### TASK ITEM:
Look through the material for lines with the word "Result", and copy each one.

### DATA SUPPLIED:
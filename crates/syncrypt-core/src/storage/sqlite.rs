use rusqlite::{Connection, Result};
use std::path::Path;
use tracing::debug;

/// Handle on the persistent hash ledger. Opened once per process and passed
/// explicitly to everything that reads or writes tracked files.
pub struct Ledger {
    conn: Connection,
}

impl Ledger {
    pub fn open(path: impl AsRef<Path>) -> Result<Self> {
        let conn = Connection::open(path)?;
        let ledger = Ledger { conn };
        ledger.configure_pragmas()?;
        ledger.initialize()?;
        Ok(ledger)
    }

    pub fn open_in_memory() -> Result<Self> {
        let conn = Connection::open_in_memory()?;
        let ledger = Ledger { conn };
        ledger.configure_pragmas()?;
        ledger.initialize()?;
        Ok(ledger)
    }

    fn configure_pragmas(&self) -> Result<()> {
        self.conn.execute_batch(
            "PRAGMA journal_mode = WAL;
             PRAGMA synchronous = NORMAL;
             PRAGMA busy_timeout = 5000;",
        )?;
        debug!("SQLite pragmas configured (WAL mode)");
        Ok(())
    }

    /// Create the `files` relation and its indexes if absent. Safe to call on
    /// every startup.
    pub fn initialize(&self) -> Result<()> {
        let version: i64 = self
            .conn
            .query_row("PRAGMA user_version", [], |row| row.get(0))?;
        self.conn.execute_batch(include_str!("schema.sql"))?;
        debug!("Ledger schema initialized (was version {})", version);
        Ok(())
    }

    pub fn connection(&self) -> &Connection {
        &self.conn
    }

    /// Close the underlying connection, reporting any error SQLite raises on shutdown.
    pub fn close(self) -> Result<()> {
        self.conn.close().map_err(|(_, e)| e)
    }
}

### YOUR SOLUTION:
use rusqlite::{Connection, Result};
    pub fn open(path: impl AsRef<Path>) -> Result<Self> {
    pub fn open_in_memory() -> Result<Self> {
    fn configure_pragmas(&self) -> Result<()> {
    pub fn initialize(&self) -> Result<()> {
    pub fn close(self) -> Result<()> {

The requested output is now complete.